For the teacher who would have managed this class, they would have been walking behind every child, checking on their work, supporting their learning, and as they go, marking it too with what is known as ‘Live Marking’. The tick or cross is put next to the answer, and maybe the odd correction to support the student’s spelling, Maths or understanding, dependent on the topic, but more importantly, they would be giving essential verbal feedback and instruction on how to improve or gain a better grade. Likewise, children that were showing quick progress in an area, may be told to leave the rest of that ‘Mild’ challenge and go straight to the ‘Hot’ one. With distance learning, the student may now have worked through all the questions, but may have gone off on a tangent too, requiring the teacher to give much more feedback after the lesson, or now set up a live conference call to support the child further. This now eating into their time to prepare the next one!

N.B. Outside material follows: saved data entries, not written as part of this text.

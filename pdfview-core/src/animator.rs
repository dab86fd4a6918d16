//! Eased page-slide trajectory.
//!
//! A cubic `f(x) = A·x³ + B·x² + C·x` that starts at rest position 0 with the
//! drag velocity `g` and arrives at `n` after `m` milliseconds with zero
//! velocity.

/// The cubic itself, a pure function of elapsed time.
#[derive(Debug, Clone, Copy, PartialEq)]
pub struct SlideCurve {
    m: f64,
    n: f64,
    g: f64,
    a: f64,
    b: f64,
    c: f64,
}

impl SlideCurve {
    /// Build the curve through `(0, 0)` and `(m, n)` with `f'(0) = g` and
    /// `f'(m) = 0`. A non-positive duration gives a curve already at rest at `n`.
    pub fn configure(m: f64, n: f64, g: f64) -> Self {
        if !(m > 0.0) {
            return Self {
                m: 0.0,
                n,
                g,
                a: 0.0,
                b: 0.0,
                c: 0.0,
            };
        }
        Self {
            m,
            n,
            g,
            a: (g * m - 2.0 * n) / (m * m * m),
            b: (3.0 * n - 2.0 * g * m) / (m * m),
            c: g,
        }
    }

    pub fn value(&self, x: f64) -> f64 {
        if self.m == 0.0 {
            return self.n;
        }
        self.a * x * x * x + self.b * x * x + self.c * x
    }

    pub fn derivative(&self, x: f64) -> f64 {
        if self.m == 0.0 {
            return 0.0;
        }
        3.0 * self.a * x * x + 2.0 * self.b * x + self.c
    }

    pub fn m(&self) -> f64 {
        self.m
    }

    pub fn n(&self) -> f64 {
        self.n
    }

    pub fn g(&self) -> f64 {
        self.g
    }
}

/// Where a finished slide leaves the viewer.
#[derive(Debug, Clone, Copy, PartialEq, Eq)]
pub enum SlideTarget {
    NextPage,
    PreviousPage,
    /// Spring back onto the current page.
    Rest,
}

#[derive(Debug, Clone, Copy, PartialEq)]
pub struct SlideFrame {
    /// Horizontal pixel offset of the outgoing page image.
    pub offset: f64,
    pub done: bool,
}

/// A running slide: a curve offset by where the drag left the page.
#[derive(Debug, Clone, Copy, PartialEq)]
pub struct SlideAnimation {
    curve: SlideCurve,
    start: f64,
    target: SlideTarget,
    elapsed_ms: f64,
}

impl SlideAnimation {
    /// Slide from `start` to `end` over `duration_ms`, leaving with `velocity`
    /// pixels per millisecond.
    pub fn new(start: f64, end: f64, velocity: f64, duration_ms: f64, target: SlideTarget) -> Self {
        Self {
            curve: SlideCurve::configure(duration_ms, end - start, velocity),
            start,
            target,
            elapsed_ms: 0.0,
        }
    }

    pub fn target(&self) -> SlideTarget {
        self.target
    }

    pub fn elapsed_ms(&self) -> f64 {
        self.elapsed_ms
    }

    /// Offset at `elapsed_ms` since the slide began. Once past the duration
    /// the frame is final and sits exactly on the end position.
    pub fn advance(&mut self, elapsed_ms: f64) -> SlideFrame {
        self.elapsed_ms = elapsed_ms.max(0.0);
        if self.elapsed_ms > self.curve.m() || self.curve.m() == 0.0 {
            return SlideFrame {
                offset: self.start + self.curve.n(),
                done: true,
            };
        }
        SlideFrame {
            offset: self.start + self.curve.value(self.elapsed_ms),
            done: false,
        }
    }
}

More importantly, students can ask teachers questions in a lesson, if they don’t understand. The question is instantly resolved and may even become a point of interest in the lesson too. Additionally, the question may be the same that several children have, but an electronic communication, or e-mail is not required for the teacher to field hours or days later after the lesson has been set. Teachers are now being required to mark work from children as soon as possible and at different times of the day and week. Deadlines are made flexible to support the children with busy home lives; working parents; or where there is more than one child in the home that requires support from the parent. Teachers need to reply quickly to e-mails from students with important questions about their learning, undertake programmes of new training that doesn’t just teach them new tech skills, but learn how to keep your children safe online and look out for their welfare. Oh, I haven’t mentioned the increase in e-mails that they also need to field from parents too and the need to arrange live conference calls at times convenient to them also. This is all additional demanding work whilst trying to prepare the next lesson. I don’t have to tell you what this means if they have children whom they are trying to home-school and feeling guilty for putting the education of your children above their own.

So, will this become the new normal? Naturally it is all an unknown right now, but what I do think is that what was normal schooling, can clearly not be done or maintained via a computer chip and screen, and likewise, normal schooling may not be able to function with COVID-19. We must not neglect the holistic education that we provide as educators and as establishments, where we encourage, develop and nurture social skills and friendships; communication and conversation; handwriting and spelling. And what is becoming of student’s health and wellbeing, their general levels of fitness as most adopt a sedentary position behind a screen staring at the same walls each day? No person is an island, and this goes just as much for the teachers and parents too.

Even though months have passed, this is still very new to us all, and it will be interesting to see what the very first evaluations and inspections of distance learning that are being conducted right now in the UAE will tell us.

If this is the new normal, we will need to adapt further, not just teachers, but students and parents alike. After what may be a period of reluctance by us all, acceptance may allow us to tolerate a different mode and pedagogy that may not ever replace the ‘traditional’ teaching, but one that will become the best fit in a continuous and unprecedented set of circumstances.

As the clock continues to tick for all of us, I can assure you all that schools like us are looking to evolve and reimagine the learning, as we understand that replication via the internet is simply not sustainable.

Andrew Thomas B.Ed (Hons) M.Phil NPHQ Principal Al Ain English Speaking School Andrew gained his Master of Philosophy degree through the study of technology in education and has delivered many conference speeches on technology in education, including BETT Middle East, and at the British Educational Research Association.